Michigan Lt. Gov. Calley and AG Schuette are in a two-sided firing squad

Photo: Bill Pugliano/Getty Images

Michigan’s two top Republican candidates for governor have begun sniping at each other, and a prominent progressive group is encouraging the crossfire.

Even though Lieutenant Governor Brian Calley has not yet submitted campaign finance documents to the Secretary of State, he and Attorney General Bill Schuette are by far the most prominent Republican candidates to replace Governor Rick Snyder in 2018.

Schuette has faced legal troubles since he announced his run for governor back in 2017. A group called Progress Michigan has filed suit against Schuette for failing to comply with FOIA requests, and Calley has joined opposition groups statewide in criticizing the AG for making what seem to be political appointments to his government staff.

At the same time, however, Progress Michigan has also called on Schuette to investigate the Lieutenant Governor’s regular absences from office to pursue a Master’s degree from Harvard University.

On January 3, Progress Michigan filed a Hatch Act complaint with the Office of the Special Counsel in DC over Schuette’s sketchy staffing practices. Two days later, when Progress Michigan issued a press release about the complaint, Lt. Gov. Calley called on Schuette to fire the staffers, saying that “Forcing taxpayers to subsidize any officeholder’s political ambition is a clear and disturbing breach of the public’s trust.”

This is the second time Calley has levelled a serious accusation against the AG. Back in November, he alleged that Schuette was using his prosecutorial role in the Flint Water investigation to back his run for governor.

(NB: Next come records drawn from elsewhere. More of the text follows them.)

//! Guards: the checks that stand between untrusted input and a sink.
//!
//! Every guard takes a [`Tainted<String>`] plus its immutable policy and
//! returns a [`GuardResult`]: either a [`Verified`] normalized value or a
//! [`Rejection`] naming one [`RejectionKind`](crate::RejectionKind).
//!
//! | Guard | Sink | Output |
//! |---|---|---|
//! | [`FilePathGuard`] | file read | [`CanonicalPath`] |
//! | [`RedirectGuard`] | HTTP redirect | [`ParsedTarget`] |
//! | [`OutboundGuard`] | outbound HTTP | [`ParsedTarget`] |
//! | [`IdentifierGuard`] | query column | [`Identifier`] |
//! | [`TokenGuard`] | constructed URL/command | [`Token`] |
//!
//! Guards hold their policy behind an `Arc`, perform no network I/O and keep
//! no mutable state, so one instance can serve concurrent requests.

mod file_path;
pub(crate) mod host_class;
mod identifier;
mod network;
mod token;

pub use file_path::{CanonicalPath, FilePathGuard};
pub use host_class::{classify_addr, classify_host, HostClass};
pub use identifier::{Identifier, IdentifierGuard};
pub use network::{OutboundGuard, ParsedTarget, RedirectGuard};
pub use token::{Token, TokenGuard};

use crate::policy::GuardPolicies;
use crate::{Rejection, Tainted, Verified};

/// Outcome of a single guard invocation.
pub type GuardResult<T> = Result<Verified<T>, Rejection>;

/// A check that turns untrusted input into a value a sink may use.
///
/// # Invariants
///
/// Implementations MUST:
/// - Decide using only the input and their own policy
/// - Call `Verified::new_unchecked` only after every check passed
/// - Build the output from the checked value, never pass the raw input on
/// - Return a [`Rejection`] with a fixed reason that does not quote the input
///
/// # Examples
///
/// ```
/// use input_guard::{Guard, RejectionKind, Tainted, TokenGuard, TokenPolicy};
///
/// let guard = TokenGuard::new(TokenPolicy::default());
///
/// let brand = guard.check(Tainted::new("pale-ale".to_string())).unwrap();
/// assert_eq!(brand.as_ref().as_str(), "pale-ale");
///
/// let rejected = guard.check(Tainted::new("ale; rm -rf /".to_string())).unwrap_err();
/// assert_eq!(rejected.kind(), RejectionKind::MalformedInput);
/// ```
pub trait Guard {
    /// Normalized value produced on acceptance.
    type Output;

    /// Name used in logs and audit events.
    const NAME: &'static str;

    /// Checks untrusted input against this guard's policy.
    ///
    /// # Errors
    ///
    /// Returns a [`Rejection`] if the input fails the policy.
    fn check(&self, input: Tainted<String>) -> GuardResult<Self::Output>;
}

/// One instance of every guard, built from the startup policies.
///
/// Cheap to clone; each guard shares its policy through an `Arc`.
#[derive(Debug, Clone)]
pub struct Guards {
    /// File name guard.
    pub files: FilePathGuard,
    /// Redirect destination guard.
    pub redirect: RedirectGuard,
    /// Outbound fetch guard.
    pub outbound: OutboundGuard,
    /// Query column guard.
    pub identifiers: IdentifierGuard,
    /// Freeform token guard.
    pub tokens: TokenGuard,
}

impl Guards {
    /// Builds all guards from a policy bundle.
    pub fn new(policies: GuardPolicies) -> Self {
        Self {
            files: FilePathGuard::new(policies.files),
            redirect: RedirectGuard::new(policies.redirect),
            outbound: OutboundGuard::new(policies.outbound),
            identifiers: IdentifierGuard::new(policies.identifiers),
            tokens: TokenGuard::new(policies.tokens),
        }
    }
}
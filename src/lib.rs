//! Guards that mediate untrusted request input before it reaches a sink.
//!
//! This crate provides compile-time enforcement of input checks through:
//! - **Taint tracking**: request values arrive as [`Tainted<T>`] and cannot be read directly
//! - **Guards**: policy-driven checks that turn tainted input into [`Verified<T>`]
//! - **Typed sinks**: file reads, outbound fetches and queries accept only verified values
//!
//! # Core Types
//!
//! - [`Tainted<T>`]: Wrapper for untrusted data
//! - [`Verified<T>`]: Normalized value a guard accepted
//! - [`Guard`]: The check trait; see [`FilePathGuard`], [`RedirectGuard`],
//!   [`OutboundGuard`], [`IdentifierGuard`], [`TokenGuard`]
//! - [`Rejection`]: Why a guard refused, as one [`RejectionKind`]
//! - [`GuardConfig`]: TOML configuration that builds every policy
//!
//! # Examples
//!
//! ```
//! use input_guard::{Guard, OutboundGuard, OutboundPolicy, RejectionKind, Tainted};
//!
//! let guard = OutboundGuard::new(OutboundPolicy::default());
//!
//! let metadata = Tainted::new("http://169.254.169.254/latest/meta-data/".to_string());
//! let rejection = guard.check(metadata).unwrap_err();
//! assert_eq!(rejection.kind(), RejectionKind::HostBlocked);
//!
//! let public = Tainted::new("https://example.com/".to_string());
//! let target = guard.check(public).unwrap();
//! assert_eq!(target.as_ref().host(), "example.com");
//! ```

#![forbid(unsafe_code)]
#![warn(missing_docs)]

pub mod audit;
mod config;
mod error;
mod guard;
mod http;
mod logging;
mod policy;
mod query;
mod sink;
mod tainted;
mod verified;
pub mod web;

#[cfg(test)]
mod test_utils;

pub use config::{
    FilesConfig, GuardConfig, OutboundConfig, RedirectConfig, SearchConfig, TokenConfig,
};
pub use error::{PolicyError, Rejection, RejectionKind};
pub use guard::{
    classify_addr, classify_host, CanonicalPath, FilePathGuard, Guard, GuardResult, Guards,
    HostClass, Identifier, IdentifierGuard, OutboundGuard, ParsedTarget, RedirectGuard, Token,
    TokenGuard,
};
pub use http::{OutboundRequest, RecordingClient};
pub use logging::GuardLog;
pub use policy::{
    FilePathPolicy, GuardPolicies, IdentifierPolicy, OutboundPolicy, RedirectPolicy, TokenPolicy,
    DEFAULT_OUTBOUND_TIMEOUT, DEFAULT_TOKEN_PATTERN,
};
pub use query::{BoundQuery, MemoryTable, Row};
pub use sink::{FileStore, FsFileStore, OutboundClient, QueryEngine, SinkError, SinkErrorKind};
pub use tainted::Tainted;
pub use verified::Verified;
//! Extraction boundary trait for web integration.

use super::TaintedInputs;

/// Extracts tainted inputs from a framework-specific request.
///
/// All extracted inputs MUST be wrapped in `Tainted<T>`; routes only ever see
/// request data through a guard.
///
/// # Examples
///
/// ```
/// use input_guard::web::{ExtractTaintedInputs, RequestAdapter, TaintedInputs};
/// use std::collections::HashMap;
///
/// struct MyFrameworkRequest {
///     id: String,
///     query: HashMap<String, String>,
/// }
///
/// impl ExtractTaintedInputs for MyFrameworkRequest {
///     fn extract_tainted_inputs(&self) -> TaintedInputs {
///         let mut adapter = RequestAdapter::new(self.id.clone());
///         for (k, v) in &self.query {
///             adapter.add_query_param(k.clone(), v.clone());
///         }
///         adapter.extract_tainted_inputs()
///     }
/// }
/// ```
pub trait ExtractTaintedInputs {
    /// Extracts all untrusted inputs from the request.
    fn extract_tainted_inputs(&self) -> TaintedInputs;
}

Meanwhile, Calley himself is facing complaints that he missed a third of his session days as President of the State Senate to pursue a Master’s degree in Public Administration from Harvard’s Kennedy School of Government. Calley has said that he financed the degree himself, but Progress Michigan is now asking whether the Lt. Governor, whose annual salary is $111,510, reimbursed the state for the day per week that he travelled to Massachusetts to study.

Schuette has not yet made any statements about the Lt. Governor’s educational travel — but it may be hard to resist as Calley comes after him for staffing issues.

The Free Press, when originally reporting on the Calley absences, noted that other prominent Michiganders have avoided the absence issue by pursuing their education in-state.